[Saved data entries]
====
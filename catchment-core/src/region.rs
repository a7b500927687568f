//! Aggregated regions and their population-weighted metrics.

use std::fmt;
use std::num::NonZeroUsize;

use geo::MultiPolygon;

use crate::geometry;
use crate::{PopulationError, PopulationService, TagFilter};

/// Grouping a region was built from.
#[derive(Debug, Clone, PartialEq, Eq, Hash, PartialOrd, Ord)]
pub enum RegionKey {
    /// All isochrones of one tag at one range.
    Tag {
        /// Category the tag belongs to.
        category: String,
        /// Matching tag filter.
        tag: TagFilter,
        /// Travel budget.
        range: u32,
    },
    /// All isochrones of one category at one range.
    Category {
        /// Category name.
        category: String,
        /// Travel budget.
        range: u32,
    },
    /// Every category of a city at every range.
    City,
}

impl RegionKey {
    /// Category label, absent for whole-city regions.
    #[must_use]
    pub fn category(&self) -> Option<&str> {
        match self {
            Self::Tag { category, .. } | Self::Category { category, .. } => Some(category),
            Self::City => None,
        }
    }

    /// Tag label, present only for tag regions.
    #[must_use]
    pub const fn tag(&self) -> Option<&TagFilter> {
        match self {
            Self::Tag { tag, .. } => Some(tag),
            Self::Category { .. } | Self::City => None,
        }
    }

    /// Travel budget, absent for whole-city regions.
    #[must_use]
    pub const fn range(&self) -> Option<u32> {
        match self {
            Self::Tag { range, .. } | Self::Category { range, .. } => Some(*range),
            Self::City => None,
        }
    }
}

impl fmt::Display for RegionKey {
    fn fmt(&self, f: &mut fmt::Formatter<'_>) -> fmt::Result {
        match self {
            Self::Tag {
                category,
                tag,
                range,
            } => write!(f, "{category}/{tag}@{range}"),
            Self::Category { category, range } => write!(f, "{category}@{range}"),
            Self::City => f.write_str("city"),
        }
    }
}

/// Population figures derived for one region.
#[derive(Debug, Clone, Copy, PartialEq)]
pub struct RegionMetrics {
    /// Population living inside the clipped region.
    pub population: f64,
    /// Population per contributing POI.
    pub population_poi_ratio: f64,
    /// Share of the city's population, in percent.
    pub total_population_percentage: f64,
    /// Population of the whole city.
    pub total_population: f64,
}

impl RegionMetrics {
    /// Derive ratios from a population figure.
    ///
    /// The percentage is `0.0` when `total_population` is not positive.
    ///
    /// # Examples
    /// ```
    /// use std::num::NonZeroUsize;
    /// use catchment_core::RegionMetrics;
    ///
    /// let count = NonZeroUsize::new(2).expect("non-zero");
    /// let metrics = RegionMetrics::new(150.0, count, 1000.0);
    /// assert_eq!(metrics.population_poi_ratio, 75.0);
    /// assert_eq!(metrics.total_population_percentage, 15.0);
    /// ```
    #[must_use]
    #[expect(
        clippy::float_arithmetic,
        reason = "ratios and percentages are floating-point by definition"
    )]
    pub fn new(population: f64, count_pois: NonZeroUsize, total_population: f64) -> Self {
        let count = f64::from(u32::try_from(count_pois.get()).unwrap_or(u32::MAX));
        let total_population_percentage = if total_population > 0.0 {
            100.0 * population / total_population
        } else {
            0.0
        };
        Self {
            population,
            population_poi_ratio: population / count,
            total_population_percentage,
            total_population,
        }
    }
}

/// One group's unioned and clipped geometry with its metrics.
///
/// The geometry always lies inside the city boundary and `count_pois` is at
/// least one; empty groups are never materialised.
#[derive(Debug, Clone, PartialEq)]
pub struct AggregatedRegion {
    /// Grouping the region represents.
    pub key: RegionKey,
    /// Clipped union of the contributing isochrones.
    pub geometry: MultiPolygon<f64>,
    /// Number of distinct contributing POIs.
    pub count_pois: NonZeroUsize,
    /// Geodesic area of `geometry` in square metres.
    pub area_sq_m: f64,
    /// Population-weighted metrics.
    pub metrics: RegionMetrics,
}

impl AggregatedRegion {
    /// Clip `union` to `boundary` and query its population.
    ///
    /// Returns `Ok(None)` when nothing of the union lies inside the boundary.
    pub fn measure(
        key: RegionKey,
        union: &MultiPolygon<f64>,
        boundary: &MultiPolygon<f64>,
        count_pois: NonZeroUsize,
        total_population: f64,
        population: &dyn PopulationService,
    ) -> Result<Option<Self>, PopulationError> {
        let clipped = geometry::clip(union, boundary);
        if geometry::is_empty(&clipped) {
            log::debug!("Region {key} lies outside the boundary; dropping it");
            return Ok(None);
        }
        let people = population.population_or_zero(&clipped)?;
        Ok(Some(Self {
            area_sq_m: geometry::geodesic_area(&clipped),
            metrics: RegionMetrics::new(people, count_pois, total_population),
            key,
            geometry: clipped,
            count_pois,
        }))
    }
}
====
### Work order
The expected answer is a copy of each line in the records that holds the word "TagFilter".

### Exercise result
use crate::{PopulationError, PopulationService, TagFilter};
        tag: TagFilter,
    pub const fn tag(&self) -> Option<&TagFilter> {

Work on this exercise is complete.